Step 1: Get your raw materials growing and coming in from the field. In this case we’re looking at cloth, so cotton plants will automatically become cloth if you don’t use extra mods that require weaving etc.

Step 2: Send them to the DSU you’ve set aside for resources with an I/O Port (Mode: Input; Source: Resources and Food DSU). I’ve combined mine as mentioned above, so the Resources and Food DSU serves to store all the cloth.

Step 3: Build an I/O Port (Mode: Output; Source: Resources and Food DSU) within range of your Adaptive Assembler so that it has access to cloth from your DSU where you’ve stored that cloth.

Step 4: Add bills on your Assembler (pre-loaded from your Recipe Database – if you don’t know how to use it, read the quick mini-guide at the start of this section. “Linking” the Assembler to the Recipe Database just means putting the Recipe Database within the Access Range (light blue/cyan outline) of the Assembler so that the Assembler can access/read recipes from the Recipe Database.

Step 5: Build an I/O Port (Mode: Input; Source: Hats DSU or wherever you want to store your completed products, see the previous screenshot) at the output location of the Assemblers (yellow box) so that they’ll be whisked away for storage once completed.

Step 6: Build a final I/O Port (Mode: Output; Source: Hats DSU/wherever you’ve been sending your products to) near your caravan/transport loading area for quicker loading.

Tip: Pawns walking across the DSU move very slowly for some reason. That’s why I’ve locked off the DSUs to force them to load from the I/O ports instead of running back and forth. More I/O ports outputting the same product for selling = faster loading.
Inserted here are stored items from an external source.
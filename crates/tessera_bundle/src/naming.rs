//! Final identifier assignment.
//!
//! Universal declarations get names derived from their path and source name,
//! identical in every build. Every other live declaration, and every used
//! namespace object, gets a name from a single bundle-wide [`Namespace`].

use std::collections::{BTreeSet, HashMap, HashSet};
use std::path::Path;

use tessera_common::{ContentHash, Interner};

use crate::error::BundleError;
use crate::ids::{Binding, DeclId, UnitId};
use crate::module::Linkage;
use crate::unit::CompilationUnit;

/// Short-name alphabet used in compact mode.
const SHORT_ALPHABET: &[u8] = b"abcdefghijklmnopqrstuvwxyzABCDEFGHIJKLMNOPQRSTUVWXYZ";

/// Hex digits of the path/name hash kept in a universal name.
const UNIVERSAL_HASH_LEN: usize = 12;

/// Allocator handing out identifiers unique within one bundle.
#[derive(Debug, Default)]
pub struct Namespace {
    taken: HashSet<String>,
    next_suffix: HashMap<String, u32>,
    next_short: usize,
    compact: bool,
}

impl Namespace {
    /// Creates an empty allocator. In compact mode names come from the
    /// short-name sequence instead of source spellings.
    pub fn new(compact: bool) -> Self {
        Self {
            compact,
            ..Self::default()
        }
    }

    /// Marks `name` as unavailable. Returns `false` if it already was.
    pub fn reserve(&mut self, name: &str) -> bool {
        self.taken.insert(name.to_string())
    }

    /// Returns `true` if `name` is unavailable.
    pub fn is_taken(&self, name: &str) -> bool {
        self.taken.contains(name)
    }

    /// Allocates a fresh name for an identifier spelled `base` in source.
    ///
    /// Readable mode keeps `base` when free, else appends the smallest free
    /// suffix `$1`, `$2`, .... Compact mode ignores `base`.
    pub fn allocate(&mut self, base: &str) -> String {
        let name = if self.compact {
            loop {
                let candidate = short_name(self.next_short);
                self.next_short += 1;
                if !self.is_taken(&candidate) {
                    break candidate;
                }
            }
        } else if !self.is_taken(base) {
            base.to_string()
        } else {
            let next = self.next_suffix.entry(base.to_string()).or_insert(1);
            loop {
                let candidate = format!("{base}${next}");
                *next += 1;
                if !self.taken.contains(&candidate) {
                    break candidate;
                }
            }
        };
        self.taken.insert(name.clone());
        name
    }
}

/// Returns the `n`th name of the sequence `a`..`z`, `A`..`Z`, `aa`, `ab`, ....
pub fn short_name(mut n: usize) -> String {
    let base = SHORT_ALPHABET.len();
    let mut out = Vec::new();
    loop {
        out.push(SHORT_ALPHABET[n % base]);
        if n < base {
            break;
        }
        n = n / base - 1;
    }
    out.reverse();
    String::from_utf8_lossy(&out).into_owned()
}

/// Stable name of universal declaration `name` defined in `path`.
pub fn universal_name(path: &Path, name: &str) -> String {
    let path = path.to_string_lossy();
    let hash = ContentHash::from_parts(&[path.as_bytes(), name.as_bytes()]);
    format!("{}_{}", name, hash.short(UNIVERSAL_HASH_LEN))
}

/// Final names of a finalized bundle.
#[derive(Debug, Clone, Default)]
pub struct NameTable {
    decls: HashMap<DeclId, String>,
    namespaces: HashMap<UnitId, String>,
}

impl NameTable {
    /// Final name of a declaration.
    pub fn decl(&self, id: DeclId) -> Option<&str> {
        self.decls.get(&id).map(String::as_str)
    }

    /// Final name of a unit's namespace object.
    pub fn namespace(&self, unit: UnitId) -> Option<&str> {
        self.namespaces.get(&unit).map(String::as_str)
    }

    /// Final name of whatever `binding` refers to.
    pub fn binding(&self, binding: Binding) -> Option<&str> {
        match binding {
            Binding::Decl(id) => self.decl(id),
            Binding::Namespace(unit) => self.namespace(unit),
        }
    }

    /// Every final name handed out.
    pub fn used_names(&self) -> BTreeSet<String> {
        self.decls
            .values()
            .chain(self.namespaces.values())
            .cloned()
            .collect()
    }

    /// Number of named declarations and namespace objects.
    pub fn len(&self) -> usize {
        self.decls.len() + self.namespaces.len()
    }

    /// Returns `true` if nothing was named.
    pub fn is_empty(&self) -> bool {
        self.len() == 0
    }
}

/// Assigns final names to every live declaration and used namespace object.
///
/// `reserved` holds names never handed out: front-end reserved words and
/// global constant names. Iteration is in unit order then declaration order,
/// so unchanged input yields the same assignment.
pub(crate) fn assign_names<'r>(
    units: &[CompilationUnit],
    interner: &Interner,
    reserved: impl IntoIterator<Item = &'r str>,
    compact: bool,
) -> Result<NameTable, BundleError> {
    let mut table = NameTable::default();
    let mut namespace = Namespace::new(compact);
    for word in reserved {
        namespace.reserve(word);
    }

    let mut universal: HashMap<String, DeclId> = HashMap::new();
    for unit in units {
        for (d, decl) in unit.module.declarations.iter().enumerate() {
            if decl.linkage != Linkage::Universal {
                continue;
            }
            let id = DeclId::new(unit.id, d);
            let name = universal_name(&unit.path, interner.resolve(decl.name));
            if let Some(&first) = universal.get(&name) {
                return Err(BundleError::NameCollision {
                    name,
                    first: describe(units, interner, first),
                    second: describe(units, interner, id),
                });
            }
            namespace.reserve(&name);
            universal.insert(name.clone(), id);
            table.decls.insert(id, name);
        }
    }

    for unit in units {
        for (d, decl) in unit.module.declarations.iter().enumerate() {
            if decl.linkage == Linkage::Universal || !unit.is_live(d) {
                continue;
            }
            let name = namespace.allocate(interner.resolve(decl.name));
            table.decls.insert(DeclId::new(unit.id, d), name);
        }
        if unit.namespace_used() {
            let name = namespace.allocate(&namespace_base(&unit.path));
            table.namespaces.insert(unit.id, name);
        }
    }
    Ok(table)
}

/// Source-like spelling for a namespace object: the file stem with every
/// non-identifier character replaced by `_`.
fn namespace_base(path: &Path) -> String {
    let stem = path
        .file_stem()
        .map(|s| s.to_string_lossy().into_owned())
        .unwrap_or_default();
    let mut base: String = stem
        .chars()
        .map(|c| if c.is_ascii_alphanumeric() || c == '_' { c } else { '_' })
        .collect();
    if base.is_empty() || base.starts_with(|c: char| c.is_ascii_digit()) {
        base.insert(0, '_');
    }
    base
}

fn describe(units: &[CompilationUnit], interner: &Interner, id: DeclId) -> String {
    let unit = &units[id.unit.index()];
    let name = interner.resolve(unit.module.declarations[id.index as usize].name);
    format!("{}#{}", unit.path.display(), name)
}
Tip: Assemblers and a few other machines from RimFactory have their own internal storage. If they’re supposed to place a completed item at the output zone (yellow box) and it’s detected to be full, it will store the item within the machine at no additional power cost (compared to a DSU where every stack stored consumes extra power). The Assembler will read something like “Items to be placed: _____” where ___ are extra items that can’t be placed because the output zone is full. You can use this to your advantage by setting Assemblers to produce more than you plan to sell: Since any extra items will just be stored in the machine itself, you have almost immediate replacement once the backlog of stored items are outputted as your pawns load what can be accessed.
For example, I’ve set my Assemblers to stop producing at 1.4k hats even though the Hats DSU can only store 768 items max. This means that as soon as I’ve loaded a batch of 700 hats into the transports for selling, I’ve got another 700 immediately filling up the DSU and ready to go while my pawns sell the hats and the Assembler comes back online to continue producing. Great if you plan to conduct massive bulk sales since your colonists can come back and immediately load up another 700 hats to sell without having to wait for the Assembler to churn out another 700 hats. Of course, you can set the Assembler to produce forever, but I’ve not explored the impact of storing 1k+ items in the internal storage of the machine so it’s worth experimenting if you have a lot of raw resources to burn through or you anticipate selling in rapid batches of 700+ items.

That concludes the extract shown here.